Los antidepresivos que le recetaron la ayudaron. Ahora, a sus 28 años, sonríe más y es más afectuosa con las niñas.

"Creo que son sólo las píldoras", afirmó, sonriendo tímidamente. "Pero está bien”.

En una tarde tormentosa reciente, se estaba preparando para terminar su turno en el restaurante de la madre de Poblete, donde consiguió un trabajo sirviendo trucha y espumosas piñas coladas. Esperaba irse temprano ese día para llevar a las chicas a un festival callejero en la ciudad.

Esperaba irse temprano ese día para llevar a las chicas a un festival callejero en la ciudad. Pero luego, una gran familia de turistas entró justo antes de cerrar y ordenó comida. Aproximadamente la mitad de ellos eran mexicoestadounidenses: ciudadanos estadounidenses que visitaban a sus familiares de la zona. Su estatus de inmigración significaba que podían ir y venir y estar juntos sin preocupaciones, bebiendo piña colada y riendo, sin que la frontera afecte sus vidas.

Para cuando Nava llegó a recoger a las chicas a la casa de su madre, estaba oscuro y llovía a cántaros. Abril estaba enferma, había vomitado todo el día.

"La llevaré al médico mañana", aseguró Nava.

“Tienes que llevarla esta noche”, insistió su madre.

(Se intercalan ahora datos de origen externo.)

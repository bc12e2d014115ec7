//! Diagnostic logging for the CLI binary.

use tracing_subscriber::EnvFilter;

/// Filter applied when `RUST_LOG` is unset or invalid.
const DEFAULT_FILTER: &str = "proximity=info";

/// Install a stderr subscriber filtered by `RUST_LOG`.
///
/// Records emitted through the `log` facade by the library crates are
/// forwarded to the subscriber. Calling this more than once is harmless.
pub fn init_logging() {
    let filter =
        EnvFilter::try_from_default_env().unwrap_or_else(|_| EnvFilter::new(DEFAULT_FILTER));
    // Only the first subscriber wins; later calls keep the existing one.
    let _ = tracing_subscriber::fmt()
        .with_env_filter(filter)
        .with_writer(std::io::stderr)
        .try_init();
}
//! Entry point for the command-line interface.
#![forbid(unsafe_code)]

fn main() {
    proximity_cli::init_logging();
    if let Err(err) = proximity_cli::run() {
        eprintln!("proximity: {err}");
        std::process::exit(1);
    }
}
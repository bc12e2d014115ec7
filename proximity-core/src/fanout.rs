//! Concurrent per-category queries against a [`PlaceProvider`].
//!
//! A search issues one provider call per selected category. The calls run
//! concurrently and are joined before any filtering happens. Each call is
//! bounded by a timeout and may be retried, but a failing category never
//! aborts the search: it contributes no candidates and is reported in the
//! [`CandidateBatch`] outcomes instead.

use std::time::Duration;

use futures_util::future::join_all;
use log::{debug, warn};

use crate::{
    Candidate, Category, GeoPoint, Meters, PlaceProvider, ProviderError, RawPlace, SearchQuery,
};

/// Default deadline for one category's provider call, retries included.
pub const DEFAULT_CATEGORY_TIMEOUT: Duration = Duration::from_secs(8);

/// Bounded retry for retryable provider errors.
///
/// Retries run inside the per-category deadline, so they never extend the
/// time a search can take.
#[derive(Debug, Clone, Copy, PartialEq, Eq)]
pub struct RetryPolicy {
    /// Total attempts per category, including the first. Zero is treated as one.
    pub max_attempts: u32,
    /// Delay before the first retry; doubled for each further retry.
    pub backoff: Duration,
}

impl RetryPolicy {
    /// A single attempt, no retries.
    pub const NONE: Self = Self {
        max_attempts: 1,
        backoff: Duration::ZERO,
    };

    /// Create a policy making up to `max_attempts` attempts.
    #[must_use]
    pub const fn new(max_attempts: u32, backoff: Duration) -> Self {
        Self {
            max_attempts,
            backoff,
        }
    }

    /// Delay to wait after failed attempt number `attempt` (1-based).
    #[must_use]
    pub fn backoff_for(&self, attempt: u32) -> Duration {
        let exponent = attempt.saturating_sub(1).min(16);
        self.backoff.saturating_mul(1_u32 << exponent)
    }
}

impl Default for RetryPolicy {
    fn default() -> Self {
        Self::NONE
    }
}

/// Tuning for [`query_candidates`].
#[derive(Debug, Clone, Copy, PartialEq, Eq)]
pub struct FanOutOptions {
    /// Deadline for one category's call, retries included.
    pub timeout: Duration,
    /// Retry policy for retryable errors.
    pub retry: RetryPolicy,
}

impl Default for FanOutOptions {
    fn default() -> Self {
        Self {
            timeout: DEFAULT_CATEGORY_TIMEOUT,
            retry: RetryPolicy::NONE,
        }
    }
}

impl FanOutOptions {
    /// Set the per-category deadline.
    #[must_use]
    pub const fn with_timeout(mut self, timeout: Duration) -> Self {
        self.timeout = timeout;
        self
    }

    /// Set the retry policy.
    #[must_use]
    pub const fn with_retry(mut self, retry: RetryPolicy) -> Self {
        self.retry = retry;
        self
    }
}

/// Result of one category's provider call.
#[derive(Debug, Clone, PartialEq, Eq)]
pub struct CategoryOutcome {
    /// Category that was queried.
    pub category: Category,
    /// Number of places returned, or the error that ended the call.
    pub result: Result<usize, ProviderError>,
}

/// A category whose provider call failed.
#[derive(Debug, Clone, PartialEq, Eq)]
pub struct CategoryFailure {
    /// Category that was queried.
    pub category: Category,
    /// Error that ended the call.
    pub error: ProviderError,
}

/// Candidates gathered by a fan-out, with per-category outcomes.
///
/// Candidates appear in fan-out order: categories in [`Category`] order, and
/// provider order within a category.
#[derive(Debug, Clone, PartialEq, Default)]
pub struct CandidateBatch {
    /// Adapted candidates from every successful category.
    pub candidates: Vec<Candidate>,
    /// One outcome per queried category, in fan-out order.
    pub outcomes: Vec<CategoryOutcome>,
}

impl CandidateBatch {
    /// Whether every queried category answered.
    #[must_use]
    pub fn is_complete(&self) -> bool {
        self.outcomes.iter().all(|outcome| outcome.result.is_ok())
    }

    /// Categories whose call failed, in fan-out order.
    pub fn failures(&self) -> impl Iterator<Item = CategoryFailure> + '_ {
        self.outcomes.iter().filter_map(|outcome| {
            outcome.result.as_ref().err().map(|error| CategoryFailure {
                category: outcome.category,
                error: error.clone(),
            })
        })
    }
}

/// Query `provider` once per category in `query` and join the results.
///
/// An empty category selection makes no provider calls and returns an empty
/// batch.
pub async fn query_candidates<P>(
    provider: &P,
    query: &SearchQuery,
    options: &FanOutOptions,
) -> CandidateBatch
where
    P: PlaceProvider + ?Sized,
{
    if query.categories().is_empty() {
        debug!("no categories selected; skipping provider fan-out");
        return CandidateBatch::default();
    }

    let origin = query.origin();
    let radius = query.radius();
    let calls = query
        .categories()
        .iter()
        .map(|&category| fetch_category(provider, origin, radius, category, options));
    let results = join_all(calls).await;

    let mut batch = CandidateBatch::default();
    for (category, result) in results {
        match result {
            Ok(places) => {
                debug!("{category}: provider returned {} places", places.len());
                batch.outcomes.push(CategoryOutcome {
                    category,
                    result: Ok(places.len()),
                });
                batch.candidates.extend(
                    places
                        .into_iter()
                        .map(|place| Candidate::from_raw(place, category)),
                );
            }
            Err(error) => {
                warn!("{category}: nearby search failed, continuing without it: {error}");
                batch.outcomes.push(CategoryOutcome {
                    category,
                    result: Err(error),
                });
            }
        }
    }
    batch
}

async fn fetch_category<P>(
    provider: &P,
    origin: GeoPoint,
    radius: Meters,
    category: Category,
    options: &FanOutOptions,
) -> (Category, Result<Vec<RawPlace>, ProviderError>)
where
    P: PlaceProvider + ?Sized,
{
    debug!("{category}: querying provider within {radius}");
    let attempts = fetch_with_retry(provider, origin, radius, category, options.retry);
    let result = match tokio::time::timeout(options.timeout, attempts).await {
        Ok(result) => result,
        Err(_elapsed) => Err(ProviderError::Timeout {
            timeout_ms: u64::try_from(options.timeout.as_millis()).unwrap_or(u64::MAX),
        }),
    };
    (category, result)
}

async fn fetch_with_retry<P>(
    provider: &P,
    origin: GeoPoint,
    radius: Meters,
    category: Category,
    retry: RetryPolicy,
) -> Result<Vec<RawPlace>, ProviderError>
where
    P: PlaceProvider + ?Sized,
{
    let max_attempts = retry.max_attempts.max(1);
    let mut attempt = 1;
    loop {
        match provider.nearby(&origin, radius, category).await {
            Ok(places) => return Ok(places),
            Err(error) if error.is_retryable() && attempt < max_attempts => {
                let delay = retry.backoff_for(attempt);
                debug!("{category}: attempt {attempt} failed ({error}); retrying in {delay:?}");
                tokio::time::sleep(delay).await;
                attempt += 1;
            }
            Err(error) => return Err(error),
        }
    }
}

Así que tomó a sus chicas de la mano y se dirigió a la clínica, pasando por el festival, donde un grupo de banda había subido al escenario. Los músicos usaban sombreros de vaquero y trajes rojos brillantes, y cada uno se hacía la señal de la cruz antes de comenzar a tocar.

“Échame la culpa, échame la culpa de todo”, gimió el líder del grupo. La multitud se tambaleaba bajo una lona gigante.